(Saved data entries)

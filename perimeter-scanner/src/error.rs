use thiserror::Error;

#[derive(Error, Debug)]
pub enum ScanError {
    #[error("HTTP request failed: {0}")]
    HttpError(#[from] reqwest::Error),

    #[error("Invalid URL: {0}")]
    InvalidUrl(String),

    #[error("Render failed: {0}")]
    RenderError(String),
}

pub type Result<T> = std::result::Result<T, ScanError>;
use crate::config::ConfigError;
use std::time::Duration;
use thiserror::Error;

/// Failure of a single sub-probe. Always captured into the probe's slot of a
/// report, never propagated across targets.
#[derive(Error, Debug)]
pub enum ProbeError {
    #[error("Invalid target: {0}")]
    InvalidTarget(String),

    #[error("Connection failed: {0}")]
    Connect(#[from] std::io::Error),

    #[error("TLS handshake failed: {0}")]
    Handshake(String),

    #[error("TLS setup failed: {0}")]
    Tls(#[from] openssl::error::ErrorStack),

    #[error("Unparseable peer certificate: {0}")]
    Certificate(String),

    #[error("Could not launch {program}: {reason}")]
    ToolLaunch { program: String, reason: String },

    #[error("Transport audit tool disabled")]
    ToolDisabled,

    #[error("Timed out after {0:?}")]
    Timeout(Duration),

    #[error("Probe task failed: {0}")]
    Join(#[from] tokio::task::JoinError),

    #[error("Probe pool closed")]
    PoolClosed,
}

/// Failure to construct an orchestrator.
#[derive(Error, Debug)]
pub enum SetupError {
    #[error("Invalid configuration: {0}")]
    Config(#[from] ConfigError),

    #[error("Could not build HTTP client: {0}")]
    Http(#[from] perimeter_scanner::ScanError),
}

- **Problem statement**: Find each line above that contains "failed", and copy those lines.

- **Task output**:
    #[error("HTTP request failed: {0}")]
    #[error("Render failed: {0}")]
    #[error("Connection failed: {0}")]
    #[error("TLS handshake failed: {0}")]
    #[error("TLS setup failed: {0}")]
    #[error("Probe task failed: {0}")]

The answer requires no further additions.